Oui… « Lamentable », c’est l’adjectif qui vient à l’esprit quand, en lisant le livre du CEA, Les essais nucléaires en Polynésie française, on aborde dans le chapitre 4 le paragraphe intitulé « Dépollution et Assainissement »… En effet, tout ce qui est écrit dans ce paragraphe est tellement confus et obscur que l’on n’y comprend rien !
Parmi tout ce fatras de justifications et de satisfecit développés dans le texte, j’ai souhaité chers amis lecteurs vous présenter deux paragraphes pour les soumettre à votre jugement et à votre appréciation. Il y a tout d’abord un long paragraphe relatif à l’assainissement et au démantèlement de l’installation Meknès.

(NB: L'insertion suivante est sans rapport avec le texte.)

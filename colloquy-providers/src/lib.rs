//! Backend adapters for the Colloquy chat completion contract
//!
//! Adapters take their message payload from the core normalizer and map
//! every transport or provider failure onto
//! [`Error::Inference`](colloquy_core::Error::Inference).

pub mod builder;
pub mod config_builder;
pub mod constants;
pub mod error;
pub mod http;
pub mod traits;
pub mod utils;

// Provider implementations
pub mod openai;

// Re-export provider types
pub use openai::OpenAI;

// Re-export common traits
pub use builder::ProviderBuilder;
pub use traits::{ChatRequest, RequestConverter, ResponseParser, StreamEventParser};
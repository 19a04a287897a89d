//! Settings and per-call options passed through to adapters

use serde::{Deserialize, Serialize};
use serde_json::{Map, Value};
use std::time::Duration;

/// Generation settings for a completion request
///
/// The core treats this as opaque and hands it to the adapter unchanged.
/// Adapters decide which `extension_data` keys they understand.
#[derive(Debug, Clone, Default, PartialEq, Serialize, Deserialize)]
pub struct ExecutionSettings {
    /// Service the settings are meant for
    #[serde(default, skip_serializing_if = "Option::is_none")]
    pub service_id: Option<String>,
    /// Provider parameters such as `temperature` or `max_tokens`
    #[serde(default, skip_serializing_if = "Map::is_empty")]
    pub extension_data: Map<String, Value>,
}

impl ExecutionSettings {
    /// Create empty settings
    pub fn new() -> Self {
        Self::default()
    }

    /// Target a specific service
    pub fn for_service(service_id: impl Into<String>) -> Self {
        Self {
            service_id: Some(service_id.into()),
            ..Self::default()
        }
    }

    /// Set a provider parameter
    pub fn with(mut self, key: impl Into<String>, value: impl Into<Value>) -> Self {
        self.extension_data.insert(key.into(), value.into());
        self
    }

    /// Look up a provider parameter
    pub fn get(&self, key: &str) -> Option<&Value> {
        self.extension_data.get(key)
    }
}

/// Per-call options for a completion request
///
/// `timeout` and `user` are understood by every adapter in this workspace.
/// Anything else goes in `extensions` and is documented by the adapter that
/// reads it.
#[derive(Debug, Clone, Default, PartialEq)]
pub struct CompletionOptions {
    /// Deadline for the whole call (for streams, for the initial response)
    pub timeout: Option<Duration>,
    /// End-user identifier forwarded to the provider
    pub user: Option<String>,
    /// Provider-specific passthrough values
    pub extensions: Map<String, Value>,
}

impl CompletionOptions {
    /// Create empty options
    pub fn new() -> Self {
        Self::default()
    }

    /// Set the call deadline
    pub fn with_timeout(mut self, timeout: Duration) -> Self {
        self.timeout = Some(timeout);
        self
    }

    /// Set the end-user identifier
    pub fn with_user(mut self, user: impl Into<String>) -> Self {
        self.user = Some(user.into());
        self
    }

    /// Add a provider-specific passthrough value
    pub fn with_extension(mut self, key: impl Into<String>, value: impl Into<Value>) -> Self {
        self.extensions.insert(key.into(), value.into());
        self
    }
}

Je rappelle que dans cette installation construite en 1977 en zone Denise, au nord de Moruroa, il y avait eu, en 1979, un très grave accident qui avait entraîné la mort de deux personnes et une importante contamination (due au plutonium) de tout le matériel technique utilisé. Retiré de la cuve principale, ce matériel contaminé fut alors entassé dans un conteneur du type conteneur maritime qui, après avoir été rempli de ciment, fut en 1983 immergé dans l’océan juste en face de la passe nord de l’atoll. Or, ayant lu dans ce paragraphe que cette immersion fut réalisée dans le strict respect de la convention de Londres, j’ai longuement recherché dans cette fameuse convention internationale signée par la France en 1976 ce qui pouvait autoriser l’immersion d’un conteneur contenant un produit radioactif extrêmement dangereux à savoir du plutonium. Amis lecteurs, je peux aujourd’hui vous affirmer que cette immersion fut totalement illégale et sans hésiter je mets au défi Monsieur Bugaud, délégué à la Sécurité nucléaire, et Monsieur Salvetti, directeur des applications militaires du CEA, de prouver le contraire.
L’endroit exact où cette immersion a été réalisée est parfaitement connu : il se situe à 1 mille marin devant la passe nord de Mururoa… Ce fameux conteneur reposant par environ 2 000 mètres de fond, il est tout à fait possible à ce jour de le récupérer pour le mettre en lieu sûr. La France reconnaissant alors son erreur ce serait tout à son honneur ! Et ce geste écologique fort serait très certainement apprécié des Polynésiens.
Un deuxième paragraphe a également retenu mon attention ; voici en effet ce qui est écrit : « La zone nord de Mururoa, à l’ouest du PEA Denise, fut utilisée en 1970 pour une douzaine d’expériences de physique Arpège qui nécessitaient un explosif chimique et quelques grammes de plutonium ». Amis lecteurs, vous conviendrez avec moi qu’à la lecture de ce texte on est plongé dans le flou le plus complet ! C’est quoi une expérience « Arpège »1 ? Pourquoi quelques grammes de plutonium ? À quel endroit exact ces expériences se sont-elles déroulées ? Voici bien des réponses que nous aimerions avoir !
Pour terminer, je tiens à souligner la brillante conclusion des auteurs de ce « chef-d’œuvre scientifique » du CEA qui ont en effet écrit : « Dans le banc Colette, les impacts ne présentent pas de danger pour les personnels présents sur l’atoll… sous réserve de ne pas se rendre dans ces zones parfaitement identifiées ». Vous conviendrez que Monsieur de la Palice doit certainement être d’accord avec eux…
Note :
1 NDLR : Les ingénieurs de la bombe ont réalisé aussi ce qu’ils désignent sous le nom d’« expériences complémentaires ». Ces expériences consistent à faire agir des explosifs chimiques sur de petites quantités de matières nucléaires, du plutonium notamment. Elles ont eu lieu en surface à Moruroa sur la zone dite « Arpège » à l’ouest de Denise.